Vuestro compañero Álex García, de la 18-A2, ha preparado una síntesis de este tema:

Los Reyes Católicos se propusieron y lograron crear un estado fuerte. Entre otras cosas, consolidan, por un lado, el dominio y el control de las rutas y enclaves establecidos previamente por sus antecesores en el Atlántico y otros lugares. En segundo lugar, mantienen un equilibrio con Portugal, que al ser el único reino cristiano al que no iban a poder dominar, potenciaron su aproximación.

La consolidación del control de los enclaves marítimos en el Atlántico pasó por la culminación de la conquista de las islas Canarias, que ya se había iniciado a principios del siglo XV. Tras lograrlo, acordaron con Portugal la división de territorios mediante el Tratado de Alcaçovas-Toledo (1479), que además ponía fin a la guerra civil entre Isabel y su hermana Juana la Beltraneja, apoyada por Portugal; en el mismo se establece la soberanía hispánica al norte de África y al sur, la de Portugal.

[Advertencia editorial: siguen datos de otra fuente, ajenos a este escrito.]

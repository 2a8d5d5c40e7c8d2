//! Grouping of access-point interfaces by radio mode.
//!
//! Every `wifi-iface` section is joined with the `wifi-device` it names and
//! flattened into a [`WirelessEntry`]. Entries are collected under their
//! radio's `hwmode` and, in addition, under the aggregate [`ALL_GROUP`] key:
//!
//! ```text
//! {
//!   "11a": [{"device": "radio0", "htmode": "VHT80", "hwmode": "11a", "iface": "cfg033579"}],
//!   "11g": [{"device": "radio1", "htmode": "HT20",  "hwmode": "11g", "iface": "cfg063579"}],
//!   "all": [ both of the above ]
//! }
//! ```
//!
//! The first unresolved reference or malformed section aborts the whole
//! call; there is no partial result.

use clap::ValueEnum;
use serde::{Deserialize, Serialize};
use serde_json::Value;
use std::collections::{BTreeMap, HashMap};
use std::fmt;
use std::str::FromStr;
use tracing::debug;

use crate::error::{CategorizeError, CategorizeResult};
use crate::record::{WifiDevice, WifiIface, WirelessConfig};

/// Group key that collects every entry regardless of mode.
pub const ALL_GROUP: &str = "all";

/// One interface joined with its radio's settings.
#[derive(Debug, Clone, PartialEq, Eq, Serialize, Deserialize)]
pub struct WirelessEntry {
    pub device: String,
    pub htmode: String,
    pub hwmode: String,
    pub iface: String,
}

impl WirelessEntry {
    fn new(device: &WifiDevice, iface: &WifiIface) -> Self {
        WirelessEntry {
            device: device.name.clone(),
            htmode: device.htmode.clone(),
            hwmode: device.hwmode.clone(),
            iface: iface.name.clone(),
        }
    }
}

/// Order in which interfaces are appended to their groups.
#[derive(Debug, Clone, Copy, PartialEq, Eq, Default, Serialize, Deserialize, ValueEnum)]
#[serde(rename_all = "lowercase")]
pub enum InterfaceOrder {
    /// UCI section index, ties broken by name.
    #[default]
    Index,
    /// Section name.
    Name,
    /// Order of the sections in the input document.
    Input,
}

impl InterfaceOrder {
    /// Same names as the clap and serde derives; `test_order_names_agree` keeps them in step.
    pub fn as_str(&self) -> &'static str {
        match self {
            InterfaceOrder::Index => "index",
            InterfaceOrder::Name => "name",
            InterfaceOrder::Input => "input",
        }
    }

    fn sort(&self, ifaces: &mut [&WifiIface]) {
        match self {
            InterfaceOrder::Index => {
                ifaces.sort_by(|a, b| a.index.cmp(&b.index).then_with(|| a.name.cmp(&b.name)))
            }
            InterfaceOrder::Name => ifaces.sort_by(|a, b| a.name.cmp(&b.name)),
            InterfaceOrder::Input => {}
        }
    }
}

impl fmt::Display for InterfaceOrder {
    fn fmt(&self, f: &mut fmt::Formatter<'_>) -> fmt::Result {
        f.write_str(self.as_str())
    }
}

impl FromStr for InterfaceOrder {
    type Err = CategorizeError;

    fn from_str(s: &str) -> Result<Self, Self::Err> {
        <Self as ValueEnum>::from_str(s, false)
            .map_err(|_| CategorizeError::UnknownOrder(s.to_string()))
    }
}

/// Interfaces grouped by `hwmode`, plus the [`ALL_GROUP`] aggregate.
///
/// Serializes as a plain JSON object with keys in lexical order.
#[derive(Debug, Clone, PartialEq, Eq, Serialize)]
#[serde(transparent)]
pub struct Categorized {
    groups: BTreeMap<String, Vec<WirelessEntry>>,
}

impl Categorized {
    fn new() -> Self {
        let mut groups = BTreeMap::new();
        groups.insert(ALL_GROUP.to_string(), Vec::new());
        Categorized { groups }
    }

    /// Appends to the entry's mode group and to the aggregate. A radio whose
    /// `hwmode` is literally `all` therefore lands in the aggregate twice.
    fn push(&mut self, entry: WirelessEntry) {
        if !self.groups.contains_key(&entry.hwmode) {
            debug!(hwmode = %entry.hwmode, "new mode group");
        }
        self.groups
            .entry(entry.hwmode.clone())
            .or_default()
            .push(entry.clone());
        self.groups.entry(ALL_GROUP.to_string()).or_default().push(entry);
    }

    pub fn all(&self) -> &[WirelessEntry] {
        self.groups.get(ALL_GROUP).map(Vec::as_slice).unwrap_or_default()
    }

    pub fn group(&self, hwmode: &str) -> Option<&[WirelessEntry]> {
        self.groups.get(hwmode).map(Vec::as_slice)
    }

    /// Distinct modes seen, excluding the aggregate key.
    pub fn modes(&self) -> impl Iterator<Item = &str> {
        self.groups
            .keys()
            .map(String::as_str)
            .filter(|k| *k != ALL_GROUP)
    }

    pub fn groups(&self) -> &BTreeMap<String, Vec<WirelessEntry>> {
        &self.groups
    }

    pub fn into_value(self) -> CategorizeResult<Value> {
        Ok(serde_json::to_value(self)?)
    }
}

/// Groups interfaces by radio mode, ordered by UCI section index.
pub fn categorize(config: &WirelessConfig) -> CategorizeResult<Categorized> {
    categorize_with(config, InterfaceOrder::default())
}

pub fn categorize_with(
    config: &WirelessConfig,
    order: InterfaceOrder,
) -> CategorizeResult<Categorized> {
    let devices: HashMap<&str, &WifiDevice> =
        config.devices().map(|d| (d.key.as_str(), d)).collect();

    let mut ifaces: Vec<&WifiIface> = config.interfaces().collect();
    order.sort(&mut ifaces);

    let mut categorized = Categorized::new();
    for iface in ifaces {
        let device = devices.get(iface.device.as_str()).ok_or_else(|| {
            CategorizeError::DanglingReference {
                iface: iface.key.clone(),
                device: iface.device.clone(),
            }
        })?;
        categorized.push(WirelessEntry::new(device, iface));
    }

    debug!(
        interfaces = categorized.all().len(),
        modes = categorized.modes().count(),
        %order,
        "categorized wireless interfaces"
    );
    Ok(categorized)
}

/// Parses a raw `wireless` dump and categorizes it in one step.
pub fn categorize_value(value: &Value, order: InterfaceOrder) -> CategorizeResult<Categorized> {
    let config = WirelessConfig::from_value(value)?;
    categorize_with(&config, order)
}

#[cfg(test)]
mod tests {
    use super::*;
    use pretty_assertions::assert_eq;
    use serde_json::json;

    fn fixture() -> Value {
        json!({
            "cfg033579": {
                ".anonymous": true,
                ".index": 1,
                ".name": "cfg033579",
                ".type": "wifi-iface",
                "device": "radio0",
                "encryption": "none",
                "mode": "ap",
                "network": "lan",
                "ssid": "OpenWrt"
            },
            "cfg063579": {
                ".anonymous": true,
                ".index": 3,
                ".name": "cfg063579",
                ".type": "wifi-iface",
                "device": "radio1",
                "encryption": "none",
                "mode": "ap",
                "network": "lan",
                "ssid": "OpenWrt"
            },
            "radio0": {
                ".anonymous": false,
                ".index": 0,
                ".name": "radio0",
                ".type": "wifi-device",
                "channel": "36",
                "disabled": "1",
                "htmode": "VHT80",
                "hwmode": "11a",
                "path": "pci0000:00/0000:00:00.0/0000:01:00.0",
                "type": "mac80211"
            },
            "radio1": {
                ".anonymous": false,
                ".index": 2,
                ".name": "radio1",
                ".type": "wifi-device",
                "channel": "11",
                "disabled": "1",
                "htmode": "HT20",
                "hwmode": "11g",
                "path": "pci0000:00/0000:00:01.0/0000:02:00.0",
                "type": "mac80211"
            }
        })
    }

    fn iface(name: &str, index: i64, device: &str) -> Value {
        json!({
            ".anonymous": true,
            ".index": index,
            ".name": name,
            ".type": "wifi-iface",
            "device": device
        })
    }

    #[test]
    fn test_categorize_wireless() {
        let result = categorize_value(&fixture(), InterfaceOrder::Index)
            .unwrap()
            .into_value()
            .unwrap();

        let expected = json!({
            "11a": [{"device": "radio0", "htmode": "VHT80", "iface": "cfg033579", "hwmode": "11a"}],
            "11g": [{"device": "radio1", "htmode": "HT20", "iface": "cfg063579", "hwmode": "11g"}],
            "all": [
                {"device": "radio0", "htmode": "VHT80", "iface": "cfg033579", "hwmode": "11a"},
                {"device": "radio1", "htmode": "HT20", "iface": "cfg063579", "hwmode": "11g"}
            ]
        });
        assert_eq!(result, expected);
    }

    #[test]
    fn test_no_interfaces_yields_empty_all() {
        let mut input = fixture();
        let map = input.as_object_mut().unwrap();
        map.remove("cfg033579");
        map.remove("cfg063579");

        let result = categorize_value(&input, InterfaceOrder::Index).unwrap();
        assert_eq!(result.into_value().unwrap(), json!({ "all": [] }));

        let empty = categorize_value(&json!({}), InterfaceOrder::Index).unwrap();
        assert_eq!(empty.into_value().unwrap(), json!({ "all": [] }));
    }

    #[test]
    fn test_all_counts_every_mode_entry() {
        let mut input = fixture();
        input["cfg0a"] = iface("cfg0a", 4, "radio0");
        input["cfg0b"] = iface("cfg0b", 5, "radio1");
        input["cfg0c"] = iface("cfg0c", 6, "radio0");

        let result = categorize_value(&input, InterfaceOrder::Index).unwrap();
        let per_mode: usize = result
            .modes()
            .map(|m| result.group(m).unwrap().len())
            .sum();

        assert_eq!(result.all().len(), 5);
        assert_eq!(per_mode, result.all().len());
        assert_eq!(result.group("11a").unwrap().len(), 3);
    }

    #[test]
    fn test_mode_groups_preserve_all_order() {
        let mut input = fixture();
        input["cfg0a"] = iface("cfg0a", 4, "radio0");
        input["cfg0b"] = iface("cfg0b", 5, "radio1");

        let result = categorize_value(&input, InterfaceOrder::Index).unwrap();
        for mode in result.modes() {
            let from_all: Vec<&WirelessEntry> =
                result.all().iter().filter(|e| e.hwmode == mode).collect();
            let group: Vec<&WirelessEntry> = result.group(mode).unwrap().iter().collect();
            assert_eq!(group, from_all);
        }
    }

    #[test]
    fn test_idempotent_and_input_untouched() {
        let input = fixture();
        let before = input.clone();

        let first = categorize_value(&input, InterfaceOrder::Index).unwrap();
        let second = categorize_value(&input, InterfaceOrder::Index).unwrap();

        assert_eq!(first, second);
        assert_eq!(input, before);
    }

    #[test]
    fn test_dangling_device() {
        let mut input = fixture();
        input["cfg0x"] = iface("cfg0x", 9, "radio7");

        let err = categorize_value(&input, InterfaceOrder::Index).unwrap_err();
        match err {
            CategorizeError::DanglingReference { iface, device } => {
                assert_eq!(iface, "cfg0x");
                assert_eq!(device, "radio7");
            }
            other => panic!("unexpected error: {other}"),
        }
    }

    #[test]
    fn test_device_pointing_at_iface_is_dangling() {
        let mut input = fixture();
        input["cfg0x"] = iface("cfg0x", 9, "cfg033579");

        assert!(matches!(
            categorize_value(&input, InterfaceOrder::Index),
            Err(CategorizeError::DanglingReference { .. })
        ));
    }

    #[test]
    fn test_other_sections_ignored() {
        let mut input = fixture();
        input["vlan0"] = json!({ ".type": "wifi-vlan", ".name": "vlan0" });

        let result = categorize_value(&input, InterfaceOrder::Index).unwrap();
        assert_eq!(result.all().len(), 2);
    }

    #[test]
    fn test_interface_orders() {
        let input = json!({
            "radio0": {
                ".anonymous": false, ".index": 0, ".name": "radio0",
                ".type": "wifi-device", "hwmode": "11g", "htmode": "HT20"
            },
            "zeta": iface("zeta", 1, "radio0"),
            "alpha": iface("alpha", 2, "radio0")
        });
        let names = |order| -> Vec<String> {
            categorize_value(&input, order)
                .unwrap()
                .all()
                .iter()
                .map(|e| e.iface.clone())
                .collect()
        };

        assert_eq!(names(InterfaceOrder::Index), vec!["zeta", "alpha"]);
        assert_eq!(names(InterfaceOrder::Name), vec!["alpha", "zeta"]);
        assert_eq!(names(InterfaceOrder::Input), vec!["zeta", "alpha"]);
    }

    #[test]
    fn test_mode_named_all_appends_twice() {
        let input = json!({
            "radio0": {
                ".anonymous": false, ".index": 0, ".name": "radio0",
                ".type": "wifi-device", "hwmode": "all", "htmode": "HT20"
            },
            "cfg01": iface("cfg01", 1, "radio0")
        });

        let result = categorize_value(&input, InterfaceOrder::Index).unwrap();
        assert_eq!(result.all().len(), 2);
        assert_eq!(result.all()[0], result.all()[1]);
        assert_eq!(result.all()[0].iface, "cfg01");
        assert_eq!(result.modes().count(), 0);
    }

    #[test]
    fn test_order_from_str() {
        assert_eq!("name".parse::<InterfaceOrder>().unwrap(), InterfaceOrder::Name);
        assert_eq!(InterfaceOrder::Input.to_string(), "input");
        assert!("random".parse::<InterfaceOrder>().is_err());
    }

    #[test]
    fn test_order_names_agree() {
        for order in InterfaceOrder::value_variants() {
            let cli = order.to_possible_value().unwrap();
            assert_eq!(cli.get_name(), order.as_str());
            assert_eq!(serde_json::to_value(order).unwrap(), json!(order.as_str()));
            assert_eq!(order.as_str().parse::<InterfaceOrder>().unwrap(), *order);
        }
    }
}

Se consigue la conquista de Tenerife, La Palma y Gran Canaria a cargo de la nobleza y particulares mediante capitulaciones con la Corona, que pasaría a reconocer a éstos los derechos de explotación de los territorios conseguidos. El gobierno administrativo de todas las islas queda a cargo de un “Comandante general”; y el gobierno de Gran Canaria y Tenerife a cargo de un “Adelantado” en cada una.

Las poblaciones autóctonas del archipiélago (llamadas “guanches”) quedan muy menguadas debido al contacto con nuevas enfermedades y a su explotación como personas (esclavización para realizar trabajos forzados).

A partir de los viajes y conquistas de América, las Canarias cobran una gran importancia a nivel político y económico.

En relación con Portugal, se pone en marcha una política matrimonial compleja al igual que con otros reinos europeos (Inglaterra, el Sacro Imperio Romano Germánico…) con el fin de anexionarlos. Casan a Isabel de Aragón con Alfonso de Portugal, que muere, y entonces vuelve a casarse con su sucesor, Manuel I “El Afortunado”. Con la muerte de su mujer Isabel, Manuel I volverá a casarse con una de sus hermanas, María. Esta política matrimonial posteriormente sirvió al rey Felipe II para reclamar sus derechos al trono portugués.